[[ Data, beginning ]]
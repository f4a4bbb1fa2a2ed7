use axum::{extract::State, routing::post, Json, Router};
use serde::{Deserialize, Serialize};
use utoipa::ToSchema;
use validator::Validate;

use crate::auth::AuthUser;
use crate::errors::ServiceError;
use crate::handlers::AppState;
use crate::services::staff::StaffDirectory;
use crate::ApiResponse;

#[derive(Debug, Deserialize, Validate, ToSchema)]
pub struct LoginRequest {
    /// Staff email (matched case-insensitively)
    #[validate(length(min = 1))]
    #[schema(example = "alice@example.com")]
    pub username: String,
    #[schema(example = "correct horse battery staple")]
    pub password: String,
}

#[derive(Debug, Serialize, ToSchema)]
pub struct LoginResponse {
    pub token: String,
    pub user: AuthUser,
}

/// Log in against the staff roster
#[utoipa::path(
    post,
    path = "/api/auth/login",
    request_body = LoginRequest,
    responses(
        (status = 200, description = "Login succeeded", body = crate::ApiResponse<LoginResponse>),
        (status = 400, description = "Missing username", body = crate::errors::ErrorResponse),
        (status = 401, description = "Unknown user, wrong password or inactive staff", body = crate::errors::ErrorResponse)
    ),
    tag = "Auth"
)]
pub async fn login(
    State(state): State<AppState>,
    Json(request): Json<LoginRequest>,
) -> Result<Json<ApiResponse<LoginResponse>>, ServiceError> {
    request.validate()?;

    let directory = StaffDirectory::new(state.store.clone());
    let staff = directory
        .authenticate(&request.username, &request.password)
        .await?;
    let token = state.auth.issue_token(&staff)?;

    Ok(Json(ApiResponse::success(LoginResponse {
        token,
        user: AuthUser {
            staff_id: staff.staff_id,
            name: staff.name,
            role: staff.role,
        },
    })))
}

pub fn routes() -> Router<AppState> {
    Router::new().route("/login", post(login))
}
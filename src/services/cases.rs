//! Case intake and listing.

use chrono::{DateTime, FixedOffset};
use serde::{Deserialize, Serialize};
use tracing::{info, instrument};
use utoipa::ToSchema;

use super::{format_timestamp, next_sequential_id, SharedLocks};
use crate::errors::ServiceError;
use crate::models::cell;
use crate::store::{Sheet, SharedStore};

const CASES_RANGE: &str = "A:E";
const INITIAL_STATUS: &str = "intake";

/// Columns: case_id, reported_at, informer, assigned_staff, status.
#[derive(Debug, Clone, Serialize, Deserialize, ToSchema)]
pub struct CaseSummary {
    #[schema(example = "P25-001")]
    pub case_id: String,
    #[schema(example = "2025-01-05 09:12:00")]
    pub reported_at: String,
    #[schema(example = "Chen family")]
    pub informer: String,
    #[schema(example = "S02")]
    pub assigned_staff: String,
    #[schema(example = "intake")]
    pub status: String,
}

impl CaseSummary {
    pub(crate) fn from_row(row: &[String]) -> Self {
        Self {
            case_id: cell(row, 0).to_string(),
            reported_at: cell(row, 1).to_string(),
            informer: cell(row, 2).to_string(),
            assigned_staff: cell(row, 3).to_string(),
            status: cell(row, 4).to_string(),
        }
    }
}

pub struct CaseService {
    store: SharedStore,
    locks: SharedLocks,
}

impl CaseService {
    pub fn new(store: SharedStore, locks: SharedLocks) -> Self {
        Self { store, locks }
    }

    /// All cases, newest first.
    pub async fn list(&self) -> Result<Vec<CaseSummary>, ServiceError> {
        let rows = self.store.get_rows(Sheet::Cases, CASES_RANGE).await?;
        let mut cases: Vec<CaseSummary> = rows
            .iter()
            .skip(1)
            .map(|row| CaseSummary::from_row(row))
            .collect();
        cases.reverse();
        Ok(cases)
    }

    /// Intake: generate the next `P<yy>-<nnn>` id and append the case row.
    #[instrument(skip(self))]
    pub async fn create(
        &self,
        informer: &str,
        assigned_staff: &str,
        now: DateTime<FixedOffset>,
    ) -> Result<String, ServiceError> {
        let lock = self.locks.sequence(Sheet::Cases);
        let _guard = lock.lock().await;

        let case_id = next_sequential_id(&self.store, Sheet::Cases, "P", now).await?;
        let row = vec![
            case_id.clone(),
            format_timestamp(now),
            informer.to_string(),
            assigned_staff.to_string(),
            INITIAL_STATUS.to_string(),
        ];
        self.store.append_row(Sheet::Cases, row).await?;
        info!(%case_id, "case created");
        Ok(case_id)
    }
}
//! In-memory tabular store used by tests and local development.
//!
//! Supports the A1 subset the services actually use: whole-column windows
//! (`A:E`), single cells (`E7`) and single-row rectangles (`D7:E7`).

use std::collections::HashMap;

use async_trait::async_trait;
use tokio::sync::RwLock;

use super::{Sheet, StoreError, TabularStore};

#[derive(Default)]
pub struct MemoryStore {
    sheets: RwLock<HashMap<Sheet, Vec<Vec<String>>>>,
}

/// One end of an A1 range. `row` is 1-based; `None` means the whole column.
#[derive(Debug, Clone, Copy, PartialEq, Eq)]
struct CellRef {
    col: usize,
    row: Option<usize>,
}

fn parse_cell_ref(spec: &str) -> Result<CellRef, StoreError> {
    let letters: String = spec.chars().take_while(|c| c.is_ascii_alphabetic()).collect();
    let digits = &spec[letters.len()..];
    if letters.is_empty() || !digits.chars().all(|c| c.is_ascii_digit()) {
        return Err(StoreError::Range(spec.to_string()));
    }

    let mut col = 0usize;
    for c in letters.chars() {
        col = col * 26 + (c.to_ascii_uppercase() as usize - 'A' as usize + 1);
    }

    let row = if digits.is_empty() {
        None
    } else {
        let n: usize = digits.parse().map_err(|_| StoreError::Range(spec.to_string()))?;
        if n == 0 {
            return Err(StoreError::Range(spec.to_string()));
        }
        Some(n)
    };

    Ok(CellRef { col: col - 1, row })
}

fn parse_range(range: &str) -> Result<(CellRef, CellRef), StoreError> {
    match range.split_once(':') {
        Some((start, end)) => Ok((parse_cell_ref(start)?, parse_cell_ref(end)?)),
        None => {
            let cell = parse_cell_ref(range)?;
            Ok((cell, cell))
        }
    }
}

impl MemoryStore {
    pub fn new() -> Self {
        Self::default()
    }

    /// Replace one tab wholesale, header row included. Test seeding helper.
    pub async fn seed(&self, sheet: Sheet, rows: Vec<Vec<&str>>) {
        let rows = rows
            .into_iter()
            .map(|row| row.into_iter().map(str::to_string).collect())
            .collect();
        self.sheets.write().await.insert(sheet, rows);
    }

    /// Raw snapshot of one tab, for assertions in tests.
    pub async fn snapshot(&self, sheet: Sheet) -> Vec<Vec<String>> {
        self.sheets.read().await.get(&sheet).cloned().unwrap_or_default()
    }
}

#[async_trait]
impl TabularStore for MemoryStore {
    async fn get_rows(&self, sheet: Sheet, range: &str) -> Result<Vec<Vec<String>>, StoreError> {
        let (start, end) = parse_range(range)?;
        let sheets = self.sheets.read().await;
        let rows = match sheets.get(&sheet) {
            Some(rows) => rows,
            None => return Ok(Vec::new()),
        };

        let first_row = start.row.map(|r| r - 1).unwrap_or(0);
        let last_row = end.row.map(|r| r - 1).unwrap_or(rows.len().saturating_sub(1));

        let mut out = Vec::new();
        for row in rows.iter().take(last_row + 1).skip(first_row) {
            let mut cells: Vec<String> = (start.col..=end.col)
                .map(|c| row.get(c).cloned().unwrap_or_default())
                .collect();
            // The remote API drops trailing empty cells; match it.
            while cells.last().is_some_and(|c| c.is_empty()) {
                cells.pop();
            }
            out.push(cells);
        }
        // ...and rows that are entirely empty at the tail.
        while out.last().is_some_and(|r| r.is_empty()) {
            out.pop();
        }
        Ok(out)
    }

    async fn append_row(&self, sheet: Sheet, row: Vec<String>) -> Result<(), StoreError> {
        self.sheets.write().await.entry(sheet).or_default().push(row);
        Ok(())
    }

    async fn update_range(
        &self,
        sheet: Sheet,
        range: &str,
        values: Vec<Vec<String>>,
    ) -> Result<(), StoreError> {
        let (start, _end) = parse_range(range)?;
        let row_anchor = start
            .row
            .ok_or_else(|| StoreError::Range(format!("update requires a row anchor: {range}")))?
            - 1;

        let mut sheets = self.sheets.write().await;
        let rows = sheets.entry(sheet).or_default();
        for (dr, incoming) in values.into_iter().enumerate() {
            let target = row_anchor + dr;
            if rows.len() <= target {
                rows.resize(target + 1, Vec::new());
            }
            let row = &mut rows[target];
            for (dc, cell) in incoming.into_iter().enumerate() {
                let col = start.col + dc;
                if row.len() <= col {
                    row.resize(col + 1, String::new());
                }
                row[col] = cell;
            }
        }
        Ok(())
    }
}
[[ Data, end ]]
**Task description:**
Pick out the lines above that hold the string "values" and show them.

**Exercise solution:**
        values: Vec<Vec<String>>,
        for (dr, incoming) in values.into_iter().enumerate() {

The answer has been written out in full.